Data listing –
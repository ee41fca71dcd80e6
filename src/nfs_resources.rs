// Copyright (c) 2025 Erick Bourgeois, firestoned
// SPDX-License-Identifier: MIT

//! NFS backing resource builders
//!
//! This module provides functions to build the Kubernetes resources that make
//! up one NFS volume: the backing `PersistentVolumeClaim`, the server
//! `Deployment`, the `Service` in front of it, and the `PersistentVolume`
//! handed back to the claim's namespace. All functions are pure and easily
//! testable.

use crate::affinity::NodeAffinityRule;
use crate::constants::{
    ACCESS_MODE_RWO, ANNOTATION_PROVISIONED_BY, CONTAINER_NAME_NFS_SERVER,
    DEPLOYMENT_STRATEGY_RECREATE, ENV_EXPORTS, ENV_EXPORT_MODE, ENV_EXPORT_OWNER,
    ENV_GRACE_SECONDS, ENV_LEASE_SECONDS, EXPORT_MOUNT_PATH, EXPORT_PATH,
    KIND_PERSISTENT_VOLUME_CLAIM, NFS_PORT, NFS_PORT_NAME, RECLAIM_POLICY_DELETE, RESOURCE_STORAGE,
    RPCBIND_PORT, RPCBIND_PORT_NAME, SERVICE_TYPE_CLUSTER_IP, VOLUME_EXPORT,
};
use crate::labels::{
    backing_name, APP_LABEL, APP_NAME_NFS_SERVER, COMPONENT_BACKING_CLAIM, COMPONENT_ENDPOINT,
    COMPONENT_SERVER, K8S_COMPONENT, K8S_INSTANCE, K8S_MANAGED_BY, K8S_NAME, NFS_VOLUME_LABEL,
    OWNER_NAMESPACE_LABEL, OWNER_NAME_LABEL, OWNER_UID_LABEL,
};
use crate::provisioner::volume_config::EffectiveVolumeConfig;
use k8s_openapi::api::apps::v1::{Deployment, DeploymentSpec, DeploymentStrategy};
use k8s_openapi::api::core::v1::{
    Affinity, Container, ContainerPort, EnvVar, NFSVolumeSource, NodeAffinity, NodeSelector,
    NodeSelectorTerm, ObjectReference, PersistentVolume, PersistentVolumeClaim,
    PersistentVolumeClaimSpec, PersistentVolumeClaimVolumeSource, PersistentVolumeSpec,
    PodSecurityContext, PodSpec, PodTemplateSpec, SecurityContext, Service, ServicePort,
    ServiceSpec, Volume, VolumeMount, VolumeResourceRequirements,
};
use k8s_openapi::api::storage::v1::StorageClass;
use k8s_openapi::apimachinery::pkg::apis::meta::v1::{LabelSelector, ObjectMeta};
use k8s_openapi::apimachinery::pkg::util::intstr::IntOrString;
use kube::ResourceExt;
use std::collections::BTreeMap;
use tracing::debug;

/// Builds the labels shared by every backing resource of a volume.
///
/// # Arguments
///
/// * `volume_id` - Identifier of the volume
/// * `component` - Value of `app.kubernetes.io/component`
#[must_use]
pub fn build_common_labels(volume_id: &str, component: &str) -> BTreeMap<String, String> {
    BTreeMap::from([
        (K8S_NAME.to_string(), APP_NAME_NFS_SERVER.to_string()),
        (K8S_INSTANCE.to_string(), backing_name(volume_id)),
        (K8S_COMPONENT.to_string(), component.to_string()),
        (
            K8S_MANAGED_BY.to_string(),
            crate::constants::CONTROLLER_NAME.to_string(),
        ),
    ])
}

/// Labels selecting the server pods of one volume.
///
/// Used both on the pod template and as the `Service` selector, so they must
/// stay stable for the lifetime of the volume.
#[must_use]
pub fn build_selector_labels(volume_id: &str) -> BTreeMap<String, String> {
    BTreeMap::from([
        (APP_LABEL.to_string(), APP_NAME_NFS_SERVER.to_string()),
        (NFS_VOLUME_LABEL.to_string(), volume_id.to_string()),
    ])
}

/// Builds the back-reference labels pointing at the claim that owns a volume.
///
/// Empty fields are left out so the garbage collector treats the claim as
/// unjudgeable rather than orphaned.
#[must_use]
pub fn build_owner_labels(config: &EffectiveVolumeConfig) -> BTreeMap<String, String> {
    let owner = &config.owner_claim;
    [
        (OWNER_NAMESPACE_LABEL, &owner.namespace),
        (OWNER_NAME_LABEL, &owner.name),
        (OWNER_UID_LABEL, &owner.uid),
    ]
    .into_iter()
    .filter(|(_, value)| !value.is_empty())
    .map(|(key, value)| (key.to_string(), value.clone()))
    .collect()
}

/// Builds the backing `PersistentVolumeClaim` holding the exported data.
///
/// The claim requests the effective capacity from the backend storage class
/// and carries the owner back-reference labels the garbage collector reads.
#[must_use]
pub fn build_backing_claim(namespace: &str, config: &EffectiveVolumeConfig) -> PersistentVolumeClaim {
    let mut labels = build_common_labels(&config.volume_id, COMPONENT_BACKING_CLAIM);
    labels.extend(build_owner_labels(config));

    let resources = config.capacity.as_ref().map(|capacity| VolumeResourceRequirements {
        requests: Some(BTreeMap::from([(
            RESOURCE_STORAGE.to_string(),
            capacity.clone(),
        )])),
        ..Default::default()
    });

    PersistentVolumeClaim {
        metadata: ObjectMeta {
            name: Some(backing_name(&config.volume_id)),
            namespace: Some(namespace.into()),
            labels: Some(labels),
            ..Default::default()
        },
        spec: Some(PersistentVolumeClaimSpec {
            access_modes: Some(vec![ACCESS_MODE_RWO.into()]),
            storage_class_name: config.backend_storage_class.clone(),
            resources,
            ..Default::default()
        }),
        ..Default::default()
    }
}

/// Converts parsed node affinity rules into a required scheduling constraint.
///
/// Returns `None` when there are no rules. All rules land in one term, so a
/// node must satisfy every rule.
#[must_use]
pub fn build_node_affinity(rules: &[NodeAffinityRule]) -> Option<Affinity> {
    if rules.is_empty() {
        return None;
    }

    Some(Affinity {
        node_affinity: Some(NodeAffinity {
            required_during_scheduling_ignored_during_execution: Some(NodeSelector {
                node_selector_terms: vec![NodeSelectorTerm {
                    match_expressions: Some(
                        rules.iter().map(NodeAffinityRule::to_requirement).collect(),
                    ),
                    ..Default::default()
                }],
            }),
            ..Default::default()
        }),
        ..Default::default()
    })
}

fn env_var(name: &str, value: impl Into<String>) -> EnvVar {
    EnvVar {
        name: name.into(),
        value: Some(value.into()),
        ..Default::default()
    }
}

/// Builds the server container environment from the effective configuration.
fn build_server_env(config: &EffectiveVolumeConfig) -> Vec<EnvVar> {
    let mut env = vec![
        env_var(ENV_LEASE_SECONDS, config.lease_seconds.to_string()),
        env_var(ENV_GRACE_SECONDS, config.grace_seconds.to_string()),
    ];
    if let Some(exports) = &config.exports {
        env.push(env_var(ENV_EXPORTS, exports.as_str()));
    }
    if let Some(owner) = &config.owner {
        env.push(env_var(ENV_EXPORT_OWNER, owner.as_str()));
    }
    if let Some(mode) = &config.mode {
        env.push(env_var(ENV_EXPORT_MODE, mode.as_str()));
    }
    env
}

/// Builds the pod specification of the NFS server.
fn build_pod_spec(image: &str, config: &EffectiveVolumeConfig) -> PodSpec {
    let container = Container {
        name: CONTAINER_NAME_NFS_SERVER.into(),
        image: Some(image.into()),
        image_pull_policy: Some("IfNotPresent".into()),
        ports: Some(vec![
            ContainerPort {
                name: Some(NFS_PORT_NAME.into()),
                container_port: i32::from(NFS_PORT),
                protocol: Some("TCP".into()),
                ..Default::default()
            },
            ContainerPort {
                name: Some(RPCBIND_PORT_NAME.into()),
                container_port: i32::from(RPCBIND_PORT),
                protocol: Some("TCP".into()),
                ..Default::default()
            },
        ]),
        env: Some(build_server_env(config)),
        volume_mounts: Some(vec![VolumeMount {
            name: VOLUME_EXPORT.into(),
            mount_path: EXPORT_MOUNT_PATH.into(),
            ..Default::default()
        }]),
        resources: config.resources.clone(),
        // The in-kernel server needs access to nfsd
        security_context: Some(SecurityContext {
            privileged: Some(true),
            ..Default::default()
        }),
        ..Default::default()
    };

    PodSpec {
        containers: vec![container],
        volumes: Some(vec![Volume {
            name: VOLUME_EXPORT.into(),
            persistent_volume_claim: Some(PersistentVolumeClaimVolumeSource {
                claim_name: backing_name(&config.volume_id),
                read_only: None,
            }),
            ..Default::default()
        }]),
        security_context: config.group_id.map(|gid| PodSecurityContext {
            fs_group: Some(gid),
            ..Default::default()
        }),
        affinity: build_node_affinity(&config.node_affinity),
        ..Default::default()
    }
}

/// Builds the single-replica server `Deployment` of a volume.
///
/// The `Recreate` strategy guarantees the old pod releases the backing claim
/// before a new one mounts it.
#[must_use]
pub fn build_server_deployment(
    namespace: &str,
    image: &str,
    config: &EffectiveVolumeConfig,
) -> Deployment {
    let name = backing_name(&config.volume_id);
    debug!(
        name = %name,
        namespace = %namespace,
        image = %image,
        "Building NFS server Deployment"
    );

    let selector = build_selector_labels(&config.volume_id);
    let mut labels = build_common_labels(&config.volume_id, COMPONENT_SERVER);
    labels.extend(selector.clone());

    Deployment {
        metadata: ObjectMeta {
            name: Some(name),
            namespace: Some(namespace.into()),
            labels: Some(labels.clone()),
            ..Default::default()
        },
        spec: Some(DeploymentSpec {
            replicas: Some(1),
            strategy: Some(DeploymentStrategy {
                type_: Some(DEPLOYMENT_STRATEGY_RECREATE.into()),
                rolling_update: None,
            }),
            selector: LabelSelector {
                match_labels: Some(selector),
                ..Default::default()
            },
            template: PodTemplateSpec {
                metadata: Some(ObjectMeta {
                    labels: Some(labels),
                    ..Default::default()
                }),
                spec: Some(build_pod_spec(image, config)),
            },
            ..Default::default()
        }),
        ..Default::default()
    }
}

/// Builds the `ClusterIP` service exposing the NFS and port mapper ports.
#[must_use]
pub fn build_server_service(namespace: &str, config: &EffectiveVolumeConfig) -> Service {
    let mut labels = build_common_labels(&config.volume_id, COMPONENT_ENDPOINT);
    labels.extend(build_selector_labels(&config.volume_id));

    let port = |name: &str, number: u16| ServicePort {
        name: Some(name.into()),
        port: i32::from(number),
        target_port: Some(IntOrString::Int(i32::from(number))),
        protocol: Some("TCP".into()),
        ..Default::default()
    };

    Service {
        metadata: ObjectMeta {
            name: Some(backing_name(&config.volume_id)),
            namespace: Some(namespace.into()),
            labels: Some(labels),
            ..Default::default()
        },
        spec: Some(ServiceSpec {
            selector: Some(build_selector_labels(&config.volume_id)),
            ports: Some(vec![
                port(NFS_PORT_NAME, NFS_PORT),
                port(RPCBIND_PORT_NAME, RPCBIND_PORT),
            ]),
            type_: Some(SERVICE_TYPE_CLUSTER_IP.into()),
            ..Default::default()
        }),
        ..Default::default()
    }
}

/// Cluster-local DNS name of a service.
#[must_use]
pub fn service_dns_name(service_name: &str, namespace: &str, cluster_domain: &str) -> String {
    format!("{service_name}.{namespace}.svc.{cluster_domain}")
}

/// Builds the `PersistentVolume` returned to the requesting claim.
///
/// The volume is named after the volume identifier, pre-bound to the claim and
/// points at the NFS export root of `server`.
#[must_use]
pub fn build_persistent_volume(
    config: &EffectiveVolumeConfig,
    claim: &PersistentVolumeClaim,
    class: &StorageClass,
    server: &str,
    provisioner_name: &str,
) -> PersistentVolume {
    let access_modes = claim
        .spec
        .as_ref()
        .and_then(|spec| spec.access_modes.clone())
        .filter(|modes| !modes.is_empty());

    let capacity = config.capacity.as_ref().map(|capacity| {
        BTreeMap::from([(RESOURCE_STORAGE.to_string(), capacity.clone())])
    });

    PersistentVolume {
        metadata: ObjectMeta {
            name: Some(config.volume_id.clone()),
            annotations: Some(BTreeMap::from([(
                ANNOTATION_PROVISIONED_BY.to_string(),
                provisioner_name.to_string(),
            )])),
            ..Default::default()
        },
        spec: Some(PersistentVolumeSpec {
            capacity,
            access_modes,
            persistent_volume_reclaim_policy: Some(
                class
                    .reclaim_policy
                    .clone()
                    .unwrap_or_else(|| RECLAIM_POLICY_DELETE.to_string()),
            ),
            mount_options: class.mount_options.clone(),
            storage_class_name: Some(class.name_any()),
            claim_ref: Some(ObjectReference {
                api_version: Some("v1".into()),
                kind: Some(KIND_PERSISTENT_VOLUME_CLAIM.into()),
                namespace: claim.namespace(),
                name: Some(claim.name_any()),
                uid: claim.uid(),
                ..Default::default()
            }),
            nfs: Some(NFSVolumeSource {
                server: server.into(),
                path: EXPORT_PATH.into(),
                read_only: None,
            }),
            ..Default::default()
        }),
        ..Default::default()
    }
}

#[cfg(test)]
#[path = "nfs_resources_tests.rs"]
mod nfs_resources_tests;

Work to complete –
The first line of the records begins the span, and the line containing "resources that make" ends it. Reproduce that span exactly, both ends included.

Your response –
repository ee41fca71dcd80e6
filename src/nfs_resources.rs
// Copyright (c) 2025 Erick Bourgeois, firestoned
// SPDX-License-Identifier: MIT

//! NFS backing resource builders
//!
//! This module provides functions to build the Kubernetes resources that make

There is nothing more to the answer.